= Description of the task =
Gather each line of the entries below that includes "Option".

(Beginning of Provided records)

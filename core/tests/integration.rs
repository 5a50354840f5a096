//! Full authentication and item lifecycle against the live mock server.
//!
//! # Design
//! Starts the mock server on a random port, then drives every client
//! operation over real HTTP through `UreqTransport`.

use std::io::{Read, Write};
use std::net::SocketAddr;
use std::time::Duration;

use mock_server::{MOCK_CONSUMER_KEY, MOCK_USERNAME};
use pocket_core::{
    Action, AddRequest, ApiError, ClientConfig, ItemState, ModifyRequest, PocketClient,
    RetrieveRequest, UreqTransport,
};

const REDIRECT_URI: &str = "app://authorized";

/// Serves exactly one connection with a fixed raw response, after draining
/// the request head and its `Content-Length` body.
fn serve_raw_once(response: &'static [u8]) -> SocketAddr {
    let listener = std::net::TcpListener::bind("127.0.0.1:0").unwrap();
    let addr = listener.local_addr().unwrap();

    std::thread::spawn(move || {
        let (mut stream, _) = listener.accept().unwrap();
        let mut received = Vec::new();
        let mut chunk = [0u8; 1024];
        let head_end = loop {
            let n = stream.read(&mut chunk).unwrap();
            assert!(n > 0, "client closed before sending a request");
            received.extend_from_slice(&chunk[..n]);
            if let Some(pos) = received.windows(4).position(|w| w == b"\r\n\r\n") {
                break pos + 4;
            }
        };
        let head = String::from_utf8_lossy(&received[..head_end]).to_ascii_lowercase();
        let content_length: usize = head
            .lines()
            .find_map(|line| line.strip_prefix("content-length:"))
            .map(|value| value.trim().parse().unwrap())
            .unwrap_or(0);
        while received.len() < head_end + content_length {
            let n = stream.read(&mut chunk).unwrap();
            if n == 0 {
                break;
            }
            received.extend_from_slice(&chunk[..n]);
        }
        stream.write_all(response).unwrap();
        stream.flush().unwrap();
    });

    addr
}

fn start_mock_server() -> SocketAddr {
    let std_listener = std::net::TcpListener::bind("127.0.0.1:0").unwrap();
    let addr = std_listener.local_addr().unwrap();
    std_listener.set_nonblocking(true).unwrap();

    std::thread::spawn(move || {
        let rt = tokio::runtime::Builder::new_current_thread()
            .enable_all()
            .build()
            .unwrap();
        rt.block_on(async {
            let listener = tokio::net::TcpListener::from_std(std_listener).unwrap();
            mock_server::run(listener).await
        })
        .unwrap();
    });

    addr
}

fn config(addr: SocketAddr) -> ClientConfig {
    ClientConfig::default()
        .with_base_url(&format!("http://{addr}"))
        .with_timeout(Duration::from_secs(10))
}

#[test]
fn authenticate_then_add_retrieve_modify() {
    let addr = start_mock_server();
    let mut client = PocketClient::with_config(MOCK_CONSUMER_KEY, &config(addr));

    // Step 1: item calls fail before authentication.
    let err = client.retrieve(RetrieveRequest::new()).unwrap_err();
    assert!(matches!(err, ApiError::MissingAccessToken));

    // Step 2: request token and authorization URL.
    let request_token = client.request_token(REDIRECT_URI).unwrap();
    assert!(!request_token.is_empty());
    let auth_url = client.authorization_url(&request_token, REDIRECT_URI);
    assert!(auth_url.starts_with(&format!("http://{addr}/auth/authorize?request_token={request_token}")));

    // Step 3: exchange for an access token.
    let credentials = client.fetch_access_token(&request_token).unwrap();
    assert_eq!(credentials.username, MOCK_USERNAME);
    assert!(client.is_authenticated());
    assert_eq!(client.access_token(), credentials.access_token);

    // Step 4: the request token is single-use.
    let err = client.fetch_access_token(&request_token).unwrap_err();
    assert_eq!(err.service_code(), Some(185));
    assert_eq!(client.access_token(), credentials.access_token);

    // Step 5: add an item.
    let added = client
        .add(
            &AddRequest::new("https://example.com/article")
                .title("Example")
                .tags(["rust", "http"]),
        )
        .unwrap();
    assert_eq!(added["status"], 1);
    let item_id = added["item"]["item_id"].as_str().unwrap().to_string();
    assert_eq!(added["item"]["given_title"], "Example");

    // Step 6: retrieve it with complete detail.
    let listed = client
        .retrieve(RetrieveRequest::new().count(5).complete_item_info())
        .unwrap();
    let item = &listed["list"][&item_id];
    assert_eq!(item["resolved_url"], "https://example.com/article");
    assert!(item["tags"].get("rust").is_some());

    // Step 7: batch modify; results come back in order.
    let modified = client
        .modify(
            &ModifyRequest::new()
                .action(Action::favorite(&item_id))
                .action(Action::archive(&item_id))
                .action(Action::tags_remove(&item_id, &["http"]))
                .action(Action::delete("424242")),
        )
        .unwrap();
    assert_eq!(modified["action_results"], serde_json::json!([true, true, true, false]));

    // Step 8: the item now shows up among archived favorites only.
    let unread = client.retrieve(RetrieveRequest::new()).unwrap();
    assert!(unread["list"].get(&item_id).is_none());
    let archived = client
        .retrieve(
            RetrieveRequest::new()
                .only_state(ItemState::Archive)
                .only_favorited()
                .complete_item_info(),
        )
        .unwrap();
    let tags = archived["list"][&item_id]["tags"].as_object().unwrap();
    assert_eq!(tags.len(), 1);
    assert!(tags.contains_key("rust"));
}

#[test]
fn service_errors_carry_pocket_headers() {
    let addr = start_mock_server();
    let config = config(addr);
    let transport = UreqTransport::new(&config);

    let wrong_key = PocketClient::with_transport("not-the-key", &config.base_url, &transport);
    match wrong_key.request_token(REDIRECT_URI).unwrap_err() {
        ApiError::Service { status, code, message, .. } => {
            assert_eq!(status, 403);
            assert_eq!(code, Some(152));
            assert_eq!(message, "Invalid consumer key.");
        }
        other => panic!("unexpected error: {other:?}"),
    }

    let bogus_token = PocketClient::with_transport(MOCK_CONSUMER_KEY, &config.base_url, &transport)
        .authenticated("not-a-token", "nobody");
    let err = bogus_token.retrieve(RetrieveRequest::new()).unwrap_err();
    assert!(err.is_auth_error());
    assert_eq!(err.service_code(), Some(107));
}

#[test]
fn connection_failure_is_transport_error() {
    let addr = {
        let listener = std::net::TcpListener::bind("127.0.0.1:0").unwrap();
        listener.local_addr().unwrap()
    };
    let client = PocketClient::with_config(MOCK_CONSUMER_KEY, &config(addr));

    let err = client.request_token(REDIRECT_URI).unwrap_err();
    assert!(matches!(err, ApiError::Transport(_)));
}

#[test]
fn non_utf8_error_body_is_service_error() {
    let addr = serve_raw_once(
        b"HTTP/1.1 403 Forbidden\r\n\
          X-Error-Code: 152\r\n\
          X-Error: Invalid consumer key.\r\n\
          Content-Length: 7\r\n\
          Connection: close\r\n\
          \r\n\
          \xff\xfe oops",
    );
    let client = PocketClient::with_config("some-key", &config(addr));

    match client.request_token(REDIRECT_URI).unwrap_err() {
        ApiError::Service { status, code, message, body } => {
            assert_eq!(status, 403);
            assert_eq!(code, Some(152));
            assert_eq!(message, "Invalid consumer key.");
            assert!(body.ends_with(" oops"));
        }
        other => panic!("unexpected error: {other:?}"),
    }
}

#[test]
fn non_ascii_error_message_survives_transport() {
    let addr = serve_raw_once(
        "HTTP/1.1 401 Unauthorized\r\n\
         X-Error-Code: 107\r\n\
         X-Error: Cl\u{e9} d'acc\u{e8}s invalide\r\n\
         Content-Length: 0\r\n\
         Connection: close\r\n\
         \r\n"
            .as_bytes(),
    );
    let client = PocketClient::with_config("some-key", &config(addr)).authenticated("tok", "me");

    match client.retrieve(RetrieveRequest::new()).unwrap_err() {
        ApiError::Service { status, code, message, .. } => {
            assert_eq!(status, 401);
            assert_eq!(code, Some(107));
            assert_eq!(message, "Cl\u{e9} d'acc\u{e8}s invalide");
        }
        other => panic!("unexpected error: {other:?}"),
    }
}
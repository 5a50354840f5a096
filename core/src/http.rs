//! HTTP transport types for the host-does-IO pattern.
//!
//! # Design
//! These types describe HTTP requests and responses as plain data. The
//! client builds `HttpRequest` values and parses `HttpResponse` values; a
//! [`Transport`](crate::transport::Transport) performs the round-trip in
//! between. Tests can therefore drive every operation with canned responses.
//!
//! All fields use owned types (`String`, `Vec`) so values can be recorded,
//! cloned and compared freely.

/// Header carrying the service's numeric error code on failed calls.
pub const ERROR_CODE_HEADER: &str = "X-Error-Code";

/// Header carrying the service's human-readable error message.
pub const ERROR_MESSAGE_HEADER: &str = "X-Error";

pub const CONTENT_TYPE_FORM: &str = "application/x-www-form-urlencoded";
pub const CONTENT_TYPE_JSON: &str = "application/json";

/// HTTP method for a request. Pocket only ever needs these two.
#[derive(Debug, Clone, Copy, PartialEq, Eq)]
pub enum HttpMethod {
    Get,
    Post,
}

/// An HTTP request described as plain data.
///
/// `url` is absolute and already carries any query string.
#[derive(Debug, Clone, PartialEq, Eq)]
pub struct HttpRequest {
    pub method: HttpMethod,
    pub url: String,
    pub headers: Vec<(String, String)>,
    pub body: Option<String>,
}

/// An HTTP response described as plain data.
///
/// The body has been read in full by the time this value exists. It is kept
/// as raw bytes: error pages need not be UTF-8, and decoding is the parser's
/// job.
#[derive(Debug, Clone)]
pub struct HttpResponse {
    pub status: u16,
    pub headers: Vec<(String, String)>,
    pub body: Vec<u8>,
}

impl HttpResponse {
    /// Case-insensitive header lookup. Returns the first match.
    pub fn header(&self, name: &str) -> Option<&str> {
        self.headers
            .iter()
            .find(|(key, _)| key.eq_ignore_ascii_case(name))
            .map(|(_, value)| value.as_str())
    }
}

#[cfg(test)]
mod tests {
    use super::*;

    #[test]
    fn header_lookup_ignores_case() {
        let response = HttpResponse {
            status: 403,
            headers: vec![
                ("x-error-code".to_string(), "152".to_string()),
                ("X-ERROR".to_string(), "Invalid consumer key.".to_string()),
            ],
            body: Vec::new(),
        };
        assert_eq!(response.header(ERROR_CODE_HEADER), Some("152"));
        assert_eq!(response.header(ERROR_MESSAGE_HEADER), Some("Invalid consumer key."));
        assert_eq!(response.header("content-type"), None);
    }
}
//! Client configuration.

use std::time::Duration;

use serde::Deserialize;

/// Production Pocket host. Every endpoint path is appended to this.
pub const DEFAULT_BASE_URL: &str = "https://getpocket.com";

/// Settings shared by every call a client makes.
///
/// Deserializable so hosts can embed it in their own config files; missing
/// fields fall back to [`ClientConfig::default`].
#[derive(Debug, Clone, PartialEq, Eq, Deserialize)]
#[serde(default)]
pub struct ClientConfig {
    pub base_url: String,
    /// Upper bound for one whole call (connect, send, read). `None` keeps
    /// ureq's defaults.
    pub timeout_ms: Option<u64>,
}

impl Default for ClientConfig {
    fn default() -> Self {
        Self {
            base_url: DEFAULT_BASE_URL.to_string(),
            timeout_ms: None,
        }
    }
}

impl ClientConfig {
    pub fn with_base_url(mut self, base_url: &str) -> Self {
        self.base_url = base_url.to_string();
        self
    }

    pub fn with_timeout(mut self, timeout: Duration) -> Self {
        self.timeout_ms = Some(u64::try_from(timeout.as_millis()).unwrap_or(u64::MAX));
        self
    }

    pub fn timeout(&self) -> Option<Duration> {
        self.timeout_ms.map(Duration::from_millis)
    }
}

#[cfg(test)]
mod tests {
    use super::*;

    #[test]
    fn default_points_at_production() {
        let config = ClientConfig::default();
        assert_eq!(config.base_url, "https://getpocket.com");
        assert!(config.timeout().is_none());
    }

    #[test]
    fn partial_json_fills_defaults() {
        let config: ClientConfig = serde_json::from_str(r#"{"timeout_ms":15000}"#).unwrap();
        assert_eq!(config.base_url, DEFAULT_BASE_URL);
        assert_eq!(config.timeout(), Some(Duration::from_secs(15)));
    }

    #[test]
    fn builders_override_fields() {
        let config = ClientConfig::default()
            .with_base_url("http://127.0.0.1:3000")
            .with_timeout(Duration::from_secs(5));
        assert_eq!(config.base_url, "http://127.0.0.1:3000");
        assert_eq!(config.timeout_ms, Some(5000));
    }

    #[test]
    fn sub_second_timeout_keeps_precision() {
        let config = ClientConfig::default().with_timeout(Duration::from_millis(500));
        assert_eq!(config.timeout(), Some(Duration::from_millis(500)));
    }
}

(End of Provided records)

= Finished exercise =
    pub body: Option<String>,
    pub fn header(&self, name: &str) -> Option<&str> {
    pub timeout_ms: Option<u64>,
    pub fn timeout(&self) -> Option<Duration> {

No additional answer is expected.